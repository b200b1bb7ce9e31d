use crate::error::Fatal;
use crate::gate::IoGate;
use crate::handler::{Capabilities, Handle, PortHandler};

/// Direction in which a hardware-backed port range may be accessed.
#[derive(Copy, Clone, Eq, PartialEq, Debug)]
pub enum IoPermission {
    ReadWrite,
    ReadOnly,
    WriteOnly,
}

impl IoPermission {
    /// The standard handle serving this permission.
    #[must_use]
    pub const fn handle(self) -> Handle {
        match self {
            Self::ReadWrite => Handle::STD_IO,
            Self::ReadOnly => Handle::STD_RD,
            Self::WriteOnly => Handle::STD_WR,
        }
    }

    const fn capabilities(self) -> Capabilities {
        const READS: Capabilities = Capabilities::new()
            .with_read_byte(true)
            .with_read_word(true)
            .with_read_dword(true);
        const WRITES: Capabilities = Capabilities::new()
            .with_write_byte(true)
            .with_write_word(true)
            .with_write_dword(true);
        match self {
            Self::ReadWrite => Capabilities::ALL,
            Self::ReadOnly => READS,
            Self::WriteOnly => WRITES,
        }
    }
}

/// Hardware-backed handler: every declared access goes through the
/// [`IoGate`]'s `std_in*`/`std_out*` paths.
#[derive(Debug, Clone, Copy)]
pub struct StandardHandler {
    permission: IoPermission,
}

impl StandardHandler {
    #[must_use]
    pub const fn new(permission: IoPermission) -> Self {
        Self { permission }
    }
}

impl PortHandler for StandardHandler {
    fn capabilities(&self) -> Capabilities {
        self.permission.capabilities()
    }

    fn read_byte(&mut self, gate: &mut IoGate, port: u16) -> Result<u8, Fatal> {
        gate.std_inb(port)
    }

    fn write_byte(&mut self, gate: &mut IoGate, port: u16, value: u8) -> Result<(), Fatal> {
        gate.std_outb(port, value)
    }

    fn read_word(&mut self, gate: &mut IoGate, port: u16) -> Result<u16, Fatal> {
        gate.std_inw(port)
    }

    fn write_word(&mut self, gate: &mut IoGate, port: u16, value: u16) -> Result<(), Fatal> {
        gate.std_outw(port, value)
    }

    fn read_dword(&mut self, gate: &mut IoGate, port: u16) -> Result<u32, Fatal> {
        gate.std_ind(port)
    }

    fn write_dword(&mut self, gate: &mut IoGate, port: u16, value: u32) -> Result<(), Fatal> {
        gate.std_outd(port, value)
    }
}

__Task item__. Please reproduce, word for word, every line from the line with "pub const fn new(permission: IoPermission)" to the final line above, including both ends.

__Solution below__.
    pub const fn new(permission: IoPermission) -> Self {
        Self { permission }
    }
}

impl PortHandler for StandardHandler {
    fn capabilities(&self) -> Capabilities {
        self.permission.capabilities()
    }

    fn read_byte(&mut self, gate: &mut IoGate, port: u16) -> Result<u8, Fatal> {
        gate.std_inb(port)
    }

    fn write_byte(&mut self, gate: &mut IoGate, port: u16, value: u8) -> Result<(), Fatal> {
        gate.std_outb(port, value)
    }

    fn read_word(&mut self, gate: &mut IoGate, port: u16) -> Result<u16, Fatal> {
        gate.std_inw(port)
    }

    fn write_word(&mut self, gate: &mut IoGate, port: u16, value: u16) -> Result<(), Fatal> {
        gate.std_outw(port, value)
    }

    fn read_dword(&mut self, gate: &mut IoGate, port: u16) -> Result<u32, Fatal> {
        gate.std_ind(port)
    }

    fn write_dword(&mut self, gate: &mut IoGate, port: u16, value: u32) -> Result<(), Fatal> {
        gate.std_outd(port, value)
    }
}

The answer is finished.